* WHAT THE EXERCISE ASKS
Lines below that include the word "settings" should each be copied.

(Stored data entries)
___

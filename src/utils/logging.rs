use clap::ValueEnum;
use tracing::subscriber::DefaultGuard;
use tracing_subscriber::fmt::time::UtcTime;
use tracing_subscriber::fmt::MakeWriter;
use tracing_subscriber::{fmt, layer::SubscriberExt, util::SubscriberInitExt, EnvFilter};

use crate::config::settings::{LogFormat, LoggingConfig};
use crate::config::sources::ServiceConfig;

#[derive(Debug, Clone, Copy, ValueEnum)]
pub enum LogLevel {
    TRACE,
    DEBUG,
    INFO,
    WARN,
    ERROR,
}

impl LogLevel {
    pub fn as_str(&self) -> &'static str {
        match *self {
            LogLevel::TRACE => "trace",
            LogLevel::DEBUG => "debug",
            LogLevel::INFO => "info",
            LogLevel::WARN => "warn",
            LogLevel::ERROR => "error",
        }
    }
}

/// Scoped stderr subscriber for startup, before the configured one can be
/// built. Config loading and validation log through it; drop the guard
/// before calling [`run`].
pub fn bootstrap(arg_log_level: Option<LogLevel>) -> DefaultGuard {
    bootstrap_with_writer(arg_log_level, std::io::stderr)
}

pub fn bootstrap_with_writer<W>(arg_log_level: Option<LogLevel>, writer: W) -> DefaultGuard
where
    W: for<'w> MakeWriter<'w> + Send + Sync + 'static,
{
    let level = arg_log_level.map(|level| level.as_str()).unwrap_or("info");
    let subscriber = tracing_subscriber::registry()
        .with(EnvFilter::new(level))
        .with(fmt::layer().compact().with_writer(writer).with_ansi(false));
    tracing::subscriber::set_default(subscriber)
}

/// CLI level wins over the configured one.
pub fn run(service_config: &ServiceConfig, arg_log_level: Option<LogLevel>) {
    let configured = service_config.settings.logging.clone();
    let format = configured
        .as_ref()
        .map(|config| config.format.clone())
        .unwrap_or_else(LogFormat::from_env);
    let level = arg_log_level
        .map(|level| level.as_str().to_owned())
        .or(configured.map(|config| config.level))
        .unwrap_or_else(|| "info".to_owned());

    init_logging(&LoggingConfig::new(level, format));
}

/// Install the global subscriber. Later calls are no-ops, so tests may call
/// it repeatedly.
pub fn init_logging(logging: &LoggingConfig) {
    let filter = EnvFilter::try_new(&logging.level).unwrap_or_else(|_| EnvFilter::new("info"));
    let registry = tracing_subscriber::registry().with(filter);

    let installed = match logging.format {
        // one flat JSON object per line, no colors, for log collectors
        LogFormat::Json => registry
            .with(
                fmt::layer()
                    .json()
                    .with_timer(UtcTime::rfc_3339())
                    .flatten_event(true)
                    .with_ansi(false),
            )
            .try_init(),
        LogFormat::Compact => registry
            .with(fmt::layer().compact().with_timer(UtcTime::rfc_3339()).with_ansi(true))
            .try_init(),
    };

    if installed.is_ok() {
        tracing::debug!("logging initialised at '{}'", logging.level);
    }
}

___

* ANSWER FOR THIS EXERCISE
use crate::config::settings::{LogFormat, LoggingConfig};
    let configured = service_config.settings.logging.clone();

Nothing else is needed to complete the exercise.